*** Opening Exercise data ***

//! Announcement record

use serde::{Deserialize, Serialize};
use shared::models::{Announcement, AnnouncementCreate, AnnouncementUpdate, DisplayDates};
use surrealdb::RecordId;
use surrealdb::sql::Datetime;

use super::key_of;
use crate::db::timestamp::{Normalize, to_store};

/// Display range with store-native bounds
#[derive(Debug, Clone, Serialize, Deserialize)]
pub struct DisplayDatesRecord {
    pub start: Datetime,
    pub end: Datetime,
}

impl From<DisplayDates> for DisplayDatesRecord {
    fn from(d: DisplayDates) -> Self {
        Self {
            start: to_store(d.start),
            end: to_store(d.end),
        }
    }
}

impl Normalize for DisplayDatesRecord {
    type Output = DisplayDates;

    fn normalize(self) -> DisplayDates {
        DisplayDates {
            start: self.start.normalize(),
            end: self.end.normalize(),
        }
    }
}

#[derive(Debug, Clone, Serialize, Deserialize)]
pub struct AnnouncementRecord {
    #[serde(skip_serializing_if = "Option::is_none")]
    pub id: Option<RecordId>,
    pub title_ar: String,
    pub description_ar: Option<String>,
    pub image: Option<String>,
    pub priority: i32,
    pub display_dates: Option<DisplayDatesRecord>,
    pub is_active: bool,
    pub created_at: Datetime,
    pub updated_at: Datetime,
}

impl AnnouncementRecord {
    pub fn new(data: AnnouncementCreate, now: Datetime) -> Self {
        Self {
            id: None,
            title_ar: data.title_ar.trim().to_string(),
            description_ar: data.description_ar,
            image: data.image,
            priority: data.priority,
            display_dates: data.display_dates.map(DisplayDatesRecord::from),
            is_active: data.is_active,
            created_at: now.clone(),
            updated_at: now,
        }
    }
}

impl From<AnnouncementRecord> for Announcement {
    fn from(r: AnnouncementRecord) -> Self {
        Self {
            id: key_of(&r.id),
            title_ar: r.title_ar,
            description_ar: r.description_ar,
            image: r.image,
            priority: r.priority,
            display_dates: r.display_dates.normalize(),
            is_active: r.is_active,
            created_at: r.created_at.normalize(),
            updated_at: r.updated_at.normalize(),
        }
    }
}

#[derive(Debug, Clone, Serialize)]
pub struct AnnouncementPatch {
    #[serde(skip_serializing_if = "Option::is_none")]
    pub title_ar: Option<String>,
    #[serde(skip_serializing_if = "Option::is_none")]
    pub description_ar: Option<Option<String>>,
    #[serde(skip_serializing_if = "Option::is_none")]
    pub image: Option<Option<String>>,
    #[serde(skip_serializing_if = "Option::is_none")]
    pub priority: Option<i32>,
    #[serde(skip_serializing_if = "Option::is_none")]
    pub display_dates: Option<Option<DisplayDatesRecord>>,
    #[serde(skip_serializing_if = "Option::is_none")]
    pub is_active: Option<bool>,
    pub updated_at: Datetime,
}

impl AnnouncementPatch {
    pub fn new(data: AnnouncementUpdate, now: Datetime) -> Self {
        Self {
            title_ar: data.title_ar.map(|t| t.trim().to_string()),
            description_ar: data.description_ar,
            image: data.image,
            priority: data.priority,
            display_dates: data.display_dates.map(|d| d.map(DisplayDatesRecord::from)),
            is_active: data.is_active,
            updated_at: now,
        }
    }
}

*** Closing Exercise data ***

(Problem to work on): Which lines of the entries above contain the word "Serialize"? Copy each of them.

(Result):
use serde::{Deserialize, Serialize};
#[derive(Debug, Clone, Serialize, Deserialize)]
#[derive(Debug, Clone, Serialize, Deserialize)]
#[derive(Debug, Clone, Serialize)]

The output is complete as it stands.